Once you are comfortable with your hearing aids at home, you can try them in a public place like a grocery store or other amenity. You will likely be made aware of a new array of sounds, and you can use your hearing aids in a conversation with the cashier or someone else in that location. If you find any problems with your hearing aids in this location, you can ask a friend, loved one, or community member for help with the settings. Also, you can always call our office for assistance and to troubleshoot the problem.
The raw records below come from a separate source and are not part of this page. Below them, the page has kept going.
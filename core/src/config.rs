// This Source Code Form is subject to the terms of the Mozilla Public
// License, v. 2.0. If a copy of the MPL was not distributed with this
// file, You can obtain one at https://mozilla.org/MPL/2.0/.

use super::*;

fn default_jwks_timeout_secs() -> u64 {
    10
}

/// Static AWS credentials. Without these the default credential provider
/// chain is used.
#[derive(Deserialize, JsonSchema, Clone)]
pub struct Credentials {
    pub access_key_id: String,
    pub secret_access_key: String,
}

impl std::fmt::Debug for Credentials {
    fn fmt(&self, f: &mut std::fmt::Formatter) -> std::fmt::Result {
        f.debug_struct("Credentials")
            .field("access_key_id", &self.access_key_id)
            .field("secret_access_key", &"<redacted>")
            .finish()
    }
}

/// How to reach a user pool.
#[derive(Deserialize, JsonSchema, Clone, Debug)]
pub struct UserPoolConfig {
    pub region: String,

    #[serde(default)]
    pub credentials: Option<Credentials>,

    /// Timeout for fetching the pool's key set, in seconds
    #[serde(default = "default_jwks_timeout_secs")]
    pub jwks_timeout_secs: u64,
}

impl UserPoolConfig {
    pub fn new(region: impl Into<String>) -> Self {
        Self {
            region: region.into(),
            credentials: None,
            jwks_timeout_secs: default_jwks_timeout_secs(),
        }
    }

    pub fn with_credentials(
        mut self,
        access_key_id: impl Into<String>,
        secret_access_key: impl Into<String>,
    ) -> Self {
        self.credentials = Some(Credentials {
            access_key_id: access_key_id.into(),
            secret_access_key: secret_access_key.into(),
        });
        self
    }
}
We may be able to help you adjust the settings on your hearing aids or to see if you are inserting your aids in a way that blocks their effectiveness. Once you have tried your hearing aids in a public place, you can try them while driving, as well. Wearing your hearing aids while driving can present some surprising sounds, including emergency vehicle sirens and construction, so we don’t recommend wearing your hearing aids while driving until you have become comfortable in other settings first. With your hearing aids in place, you will be able to better listen for traffic and other sounds that ultimately make driving safer for you. These adjustment tips can help you make the most of your hearing aids and use them in as many situations as possible. If you haven’t yet received treatment for hearing loss, the time is now to schedule an appointment for a hearing test. Once you know if you need them, you can embark on this path toward assistance in a variety of settings, as well.